Isabelle Cherney, Dean of the School of Education and Social Policy at Merrimack College in Massachusetts, thinks so. “You can actually develop all kinds of skills by having the right toys and playing with those,” she says. “It’s exciting. The brain is a wonderful organ.” A Michigan State University survey of American adults in the STEM fields backs this up, showing that lifelong exposure to hands-on arts and crafts can yield “significant impacts” — leading to more patentable inventions and founding new companies. Whether toys can specifically help develop measurable increases in intelligence is still up for debate.

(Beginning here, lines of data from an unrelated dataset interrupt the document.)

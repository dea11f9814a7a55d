//! Per-document analysis pipeline.
//!
//! Every edit reruns tokenize → parse → bind and produces a fresh, immutable
//! [`DocumentSnapshot`]. A [`Document`] holds the current snapshot behind a
//! read-write lock and swaps it in one write, so a reader always sees one
//! consistent version: text, tokens, AST, bind state and diagnostics together.

use std::panic::{AssertUnwindSafe, catch_unwind};
use std::sync::Arc;

use parking_lot::{Mutex, RwLock};

use super::bind::{BindError, BindState, BoundModule};
use super::diagnostics::{Diagnostic, panic_message};
use super::frontend::Frontend;
use crate::base::{LineCol, LineIndex, TextSize, Uri};
use crate::parser::Token;
use crate::syntax::Module;

/// One analyzed version of a document.
#[derive(Debug, Clone)]
pub struct DocumentSnapshot {
    pub uri: Uri,
    pub version: i32,
    pub text: Arc<str>,
    pub line_index: LineIndex,
    pub tokens: Arc<[Token]>,
    /// Absent only when the frontend crashed before producing a module.
    pub module: Option<Arc<Module>>,
    pub bind_state: BindState,
    pub diagnostics: Arc<[Diagnostic]>,
}

impl DocumentSnapshot {
    /// Run the full pipeline over `text`.
    ///
    /// Never panics: a crash while lexing or parsing becomes a single
    /// internal-error diagnostic, a crash while binding degrades the bind
    /// state.
    pub fn analyze(uri: Uri, text: &str, version: i32, frontend: &dyn Frontend) -> Self {
        let text: Arc<str> = Arc::from(text);
        let line_index = LineIndex::new(&text);

        let lexed = match catch_unwind(AssertUnwindSafe(|| frontend.tokenize(&text))) {
            Ok(lexed) => lexed,
            Err(payload) => {
                let detail = panic_message(payload.as_ref());
                tracing::warn!(uri = %uri, %detail, "tokenizer panicked");
                return Self::crashed(
                    uri,
                    text,
                    line_index,
                    version,
                    Arc::from([]),
                    "tokenizing",
                    &detail,
                );
            }
        };
        let mut diagnostics: Vec<Diagnostic> = lexed
            .errors
            .iter()
            .map(|e| Diagnostic::from_syntax_error(e, &line_index))
            .collect();
        let tokens: Arc<[Token]> = Arc::from(lexed.tokens);

        let parse = match catch_unwind(AssertUnwindSafe(|| frontend.parse(&text, &tokens))) {
            Ok(parse) => parse,
            Err(payload) => {
                let detail = panic_message(payload.as_ref());
                tracing::warn!(uri = %uri, %detail, "parser panicked");
                return Self::crashed(
                    uri,
                    text,
                    line_index,
                    version,
                    tokens,
                    "parsing",
                    &detail,
                );
            }
        };
        diagnostics.extend(
            parse
                .errors
                .iter()
                .map(|e| Diagnostic::from_syntax_error(e, &line_index)),
        );
        let module = Arc::new(parse.module);

        let errors = diagnostics.iter().filter(|d| d.is_error()).count();
        let bind_state = if errors > 0 {
            BindState::Failed { errors }
        } else {
            match catch_unwind(AssertUnwindSafe(|| frontend.bind(&module))) {
                Ok(Ok(bound)) => {
                    diagnostics.extend(bound.warnings().iter().cloned());
                    BindState::Bound(Arc::new(bound))
                }
                Ok(Err(error)) => {
                    tracing::debug!(uri = %uri, %error, "binding failed");
                    BindState::Degraded(error)
                }
                Err(payload) => {
                    let detail = panic_message(payload.as_ref());
                    tracing::warn!(uri = %uri, %detail, "binder panicked");
                    BindState::Degraded(BindError::Panicked(detail))
                }
            }
        };

        Self {
            uri,
            version,
            text,
            line_index,
            tokens,
            module: Some(module),
            bind_state,
            diagnostics: diagnostics.into(),
        }
    }

    fn crashed(
        uri: Uri,
        text: Arc<str>,
        line_index: LineIndex,
        version: i32,
        tokens: Arc<[Token]>,
        stage: &str,
        detail: &str,
    ) -> Self {
        Self {
            uri,
            version,
            text,
            line_index,
            tokens,
            module: None,
            bind_state: BindState::Failed { errors: 1 },
            diagnostics: Arc::from([Diagnostic::internal_error(stage, detail)]),
        }
    }

    pub fn module(&self) -> Option<&Module> {
        self.module.as_deref()
    }

    pub fn bound(&self) -> Option<&BoundModule> {
        self.bind_state.bound().map(|b| b.as_ref())
    }

    pub fn has_errors(&self) -> bool {
        self.diagnostics.iter().any(Diagnostic::is_error)
    }

    pub fn offset_at(&self, line: u32, col: u32) -> TextSize {
        self.line_index.offset(LineCol::new(line, col))
    }

    pub fn line_col(&self, offset: TextSize) -> LineCol {
        self.line_index.line_col(offset)
    }
}

/// An open document: the current snapshot plus a single-writer update lock.
#[derive(Debug)]
pub struct Document {
    uri: Uri,
    current: RwLock<Arc<DocumentSnapshot>>,
    /// Serializes `update` calls; readers never take it.
    update_lock: Mutex<()>,
}

impl Document {
    /// Create a document already analyzed at `version`.
    pub fn new(uri: Uri, text: &str, version: i32, frontend: &dyn Frontend) -> Self {
        let snapshot = DocumentSnapshot::analyze(uri.clone(), text, version, frontend);
        Self {
            uri,
            current: RwLock::new(Arc::new(snapshot)),
            update_lock: Mutex::new(()),
        }
    }

    pub fn uri(&self) -> &Uri {
        &self.uri
    }

    /// The current snapshot. Cheap: clones an `Arc`.
    pub fn snapshot(&self) -> Arc<DocumentSnapshot> {
        self.current.read().clone()
    }

    pub fn version(&self) -> i32 {
        self.current.read().version
    }

    pub fn diagnostics(&self) -> Arc<[Diagnostic]> {
        self.current.read().diagnostics.clone()
    }

    /// Reanalyze with new text and publish the resulting diagnostics.
    ///
    /// A version older than the stored one is ignored and the current
    /// diagnostics are returned unchanged.
    pub fn update(&self, text: &str, version: i32, frontend: &dyn Frontend) -> Arc<[Diagnostic]> {
        let _guard = self.update_lock.lock();
        let current = self.snapshot();
        if version < current.version {
            tracing::debug!(
                uri = %self.uri,
                version,
                current = current.version,
                "ignoring stale update"
            );
            return current.diagnostics.clone();
        }

        let next = Arc::new(DocumentSnapshot::analyze(
            self.uri.clone(),
            text,
            version,
            frontend,
        ));
        tracing::debug!(
            uri = %self.uri,
            version,
            diagnostics = next.diagnostics.len(),
            bound = next.bind_state.is_bound(),
            "document updated"
        );
        let diagnostics = next.diagnostics.clone();
        *self.current.write() = next;
        diagnostics
    }
}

What we know for certain is that when playing with complex toys, many of the effects on a child become obvious at the point of failure. “Some complex toys are particularly good at teaching the child that if you try hard and it doesn’t work the first time, you can try again and actually solve the problem eventually,” says Cherney. “They learn that knowledge doesn’t come from talent, but from learning. And that makes a huge difference.”

Recent studies show that “construction play” can help kids foster motor skills, spatial skills, and language skills that ultimately help boost a child’s set of STEM skills. And often creativity is developed through toys that don’t come complete with a complicated set of instructions.

The MeccaSpider is a giant robotic spider that you build and control with a smartphone — the kind of complex toy that Meccano, formerly known as Erector Set, has been making for decades and has been shown to foster motor skills, spatial skills, and language skills.

“If the only kind of play materials you have are so structured and narrow that there’s only one way to play with them, then you’re on the edge of play,” says Doris Bergen, professor emeritus of education psychology from Miami University in Ohio. “You might still enjoy doing it. But your creative aspects are not really being put into it.”

Failure teaches another important lesson — perseverance. Cherney says kids look for struggle, and when they don’t get it, they get bored and lose interest. She says they intuitively understand and enjoy their growth as they slowly learn the steps that will help them succeed next time.

Fostering this creative frustration isn’t as simple as finding the perfect toy (although having a toy like the MeccaSpider helps). For one, parents need to back off. When kids struggle, don’t be right there with the answer, Cherney says. Instead, sit down on the floor on their level, place a hand on their head, and lead them there.

“You don’t even have to say much so that they know you’re there in case they really, really, really get frustrated,” Cherney says. “Let them do something wrong and encourage them to continue to try. Be a guide.”

Meccano-Erector’s M.A.X. robot takes STEM play to the next level with fully-interactive capabilities including voice-control.

Parents also need to find “Goldilocks” toys — tough, but not too tough. In other words, don’t buy your 6-year-old the 7,500-piece Millennium Falcon Lego set just yet. Frustration with complex toys is good only at the right skill level. “You always ask a little more than what they can and you help them get there,” Cherney says, but too much too soon can cripple a child’s confidence and cause them to give up and stop trying difficult things altogether.

Remember, it’s supposed to be fun. “The goal of a toy, if it’s really a toy, is to play,” says Barry Kudrowitz, associate professor of design at the University of Minnesota. “You learn things from playing. You learn physical skills, you learn emotional skills and mental skills. But the primary goal of a toy should be to have fun.”